→ Source material:

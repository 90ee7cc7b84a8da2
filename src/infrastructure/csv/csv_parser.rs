// ============================================================
// CSV PARSER
// ============================================================
// Decode CSV bytes and split them into a trimmed header plus rows

use std::path::Path;

use csv::{ReaderBuilder, Trim};
use encoding_rs::{Encoding, WINDOWS_1252};

use crate::domain::error::{AppError, Result};

/// Header and data rows of a delimited file, cells already trimmed
#[derive(Debug, Clone, Default, PartialEq)]
pub struct CsvTable {
    pub headers: Vec<String>,
    pub rows: Vec<Vec<String>>,
}

impl CsvTable {
    pub fn is_empty(&self) -> bool {
        self.headers.is_empty() && self.rows.is_empty()
    }
}

/// CSV parser with encoding detection
pub struct CsvParser {
    /// Delimiter character (default: comma)
    delimiter: u8,
}

impl Default for CsvParser {
    fn default() -> Self {
        Self { delimiter: b',' }
    }
}

impl CsvParser {
    pub fn new() -> Self {
        Self::default()
    }

    /// Parse CSV text. Blank lines are dropped before parsing and both
    /// `\n` and `\r\n` terminators are accepted.
    pub fn parse_content(&self, content: &str) -> Result<CsvTable> {
        let cleaned = content
            .lines()
            .filter(|line| !line.trim().is_empty())
            .collect::<Vec<_>>()
            .join("\n");

        if cleaned.is_empty() {
            return Ok(CsvTable::default());
        }

        let mut reader = ReaderBuilder::new()
            .delimiter(self.delimiter)
            .trim(Trim::All)
            .flexible(true) // Allow rows with different lengths
            .from_reader(cleaned.as_bytes());

        let headers = reader
            .headers()
            .map_err(|e| AppError::ParseError(format!("Failed to read CSV headers: {}", e)))?
            .iter()
            .map(|h| h.to_string())
            .collect();

        let mut rows = Vec::new();
        for (index, result) in reader.records().enumerate() {
            let record = result.map_err(|e| {
                AppError::ParseError(format!("Failed to parse CSV row {}: {}", index + 1, e))
            })?;
            rows.push(record.iter().map(|cell| cell.to_string()).collect());
        }

        Ok(CsvTable { headers, rows })
    }
}

/// Read a CSV file and decode it to text
pub fn read_text_file(path: &Path) -> Result<String> {
    let bytes = std::fs::read(path)
        .map_err(|e| AppError::IoError(format!("Failed to read {}: {}", path.display(), e)))?;
    Ok(decode_bytes(&bytes))
}

/// Decode raw file bytes: honour a BOM, prefer UTF-8, fall back to Windows-1252
pub fn decode_bytes(bytes: &[u8]) -> String {
    if let Some((encoding, bom_len)) = Encoding::for_bom(bytes) {
        let (text, _) = encoding.decode_without_bom_handling(&bytes[bom_len..]);
        return text.into_owned();
    }

    match std::str::from_utf8(bytes) {
        Ok(text) => text.to_string(),
        Err(_) => {
            let (text, _, _) = WINDOWS_1252.decode(bytes);
            text.into_owned()
        }
    }
}
//! The host-node client contract.

use std::collections::HashMap;
use std::time::Duration;

use async_trait::async_trait;
use thiserror::Error;
use tokio::sync::mpsc;

use bw_core::{CircuitKey, InFlightHtlc, PeerId};

use crate::{Channel, InterceptResponse, InterceptedHtlc, NodeInfo, ResolvedHtlc};

/// Deadline for unary host calls.
pub const RPC_TIMEOUT: Duration = Duration::from_secs(10);

/// Both ends of the interceptor stream: decisions go out on `responses`,
/// HTLCs awaiting a decision arrive on `requests`.
pub struct InterceptorChannels {
    pub requests: mpsc::Receiver<InterceptedHtlc>,
    pub responses: mpsc::Sender<InterceptResponse>,
}

/// Contract with the host Lightning node.
#[async_trait]
pub trait LndClient: Send + Sync {
    /// Identity, alias, and version of the connected node.
    async fn get_info(&self) -> Result<NodeInfo, LndError>;

    /// Open channels, keyed by channel id.
    async fn list_channels(&self) -> Result<HashMap<u64, Channel>, LndError>;

    /// Closed channels, keyed by channel id. Initiator is best-effort.
    async fn list_closed_channels(&self) -> Result<HashMap<u64, Channel>, LndError>;

    /// A node's alias, or `None` if the host does not know the node. The
    /// latter is not an error.
    async fn get_node_alias(&self, peer: PeerId) -> Result<Option<String>, LndError>;

    /// Stream of terminal HTLC outcomes. Only forward-type settle,
    /// forward-fail, and link-fail events are delivered; everything else is
    /// filtered out. The channel closing means the host stream ended.
    async fn subscribe_htlc_events(&self) -> Result<mpsc::Receiver<ResolvedHtlc>, LndError>;

    /// The bidirectional interceptor stream.
    async fn htlc_interceptor(&self) -> Result<InterceptorChannels, LndError>;

    /// All HTLCs currently pending on the incoming side, grouped by peer,
    /// optionally restricted to one peer. Returned entries always have
    /// `add_time = None`.
    async fn pending_incoming_htlcs(
        &self,
        peer: Option<PeerId>,
    ) -> Result<HashMap<PeerId, HashMap<CircuitKey, InFlightHtlc>>, LndError>;
}

/// Host-client failures.
#[derive(Debug, Error)]
pub enum LndError {
    #[error("transport error: {0}")]
    Transport(String),

    #[error("credentials error: {0}")]
    Credentials(String),

    #[error("decode error: {0}")]
    Decode(String),

    #[error("websocket error: {0}")]
    Websocket(String),

    #[error("stream already subscribed")]
    StreamTaken,
}

impl From<reqwest::Error> for LndError {
    fn from(err: reqwest::Error) -> Self {
        Self::Transport(err.to_string())
    }
}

→ Task details: Within the listing above, the range opens at the line with "header plus rows" and closes at the line with "to read CSV". Reproduce exactly the lines of that range, including both ends.

→ Result for this task:
// Decode CSV bytes and split them into a trimmed header plus rows

use std::path::Path;

use csv::{ReaderBuilder, Trim};
use encoding_rs::{Encoding, WINDOWS_1252};

use crate::domain::error::{AppError, Result};

/// Header and data rows of a delimited file, cells already trimmed
#[derive(Debug, Clone, Default, PartialEq)]
pub struct CsvTable {
    pub headers: Vec<String>,
    pub rows: Vec<Vec<String>>,
}

impl CsvTable {
    pub fn is_empty(&self) -> bool {
        self.headers.is_empty() && self.rows.is_empty()
    }
}

/// CSV parser with encoding detection
pub struct CsvParser {
    /// Delimiter character (default: comma)
    delimiter: u8,
}

impl Default for CsvParser {
    fn default() -> Self {
        Self { delimiter: b',' }
    }
}

impl CsvParser {
    pub fn new() -> Self {
        Self::default()
    }

    /// Parse CSV text. Blank lines are dropped before parsing and both
    /// `\n` and `\r\n` terminators are accepted.
    pub fn parse_content(&self, content: &str) -> Result<CsvTable> {
        let cleaned = content
            .lines()
            .filter(|line| !line.trim().is_empty())
            .collect::<Vec<_>>()
            .join("\n");

        if cleaned.is_empty() {
            return Ok(CsvTable::default());
        }

        let mut reader = ReaderBuilder::new()
            .delimiter(self.delimiter)
            .trim(Trim::All)
            .flexible(true) // Allow rows with different lengths
            .from_reader(cleaned.as_bytes());

        let headers = reader
            .headers()
            .map_err(|e| AppError::ParseError(format!("Failed to read CSV headers: {}", e)))?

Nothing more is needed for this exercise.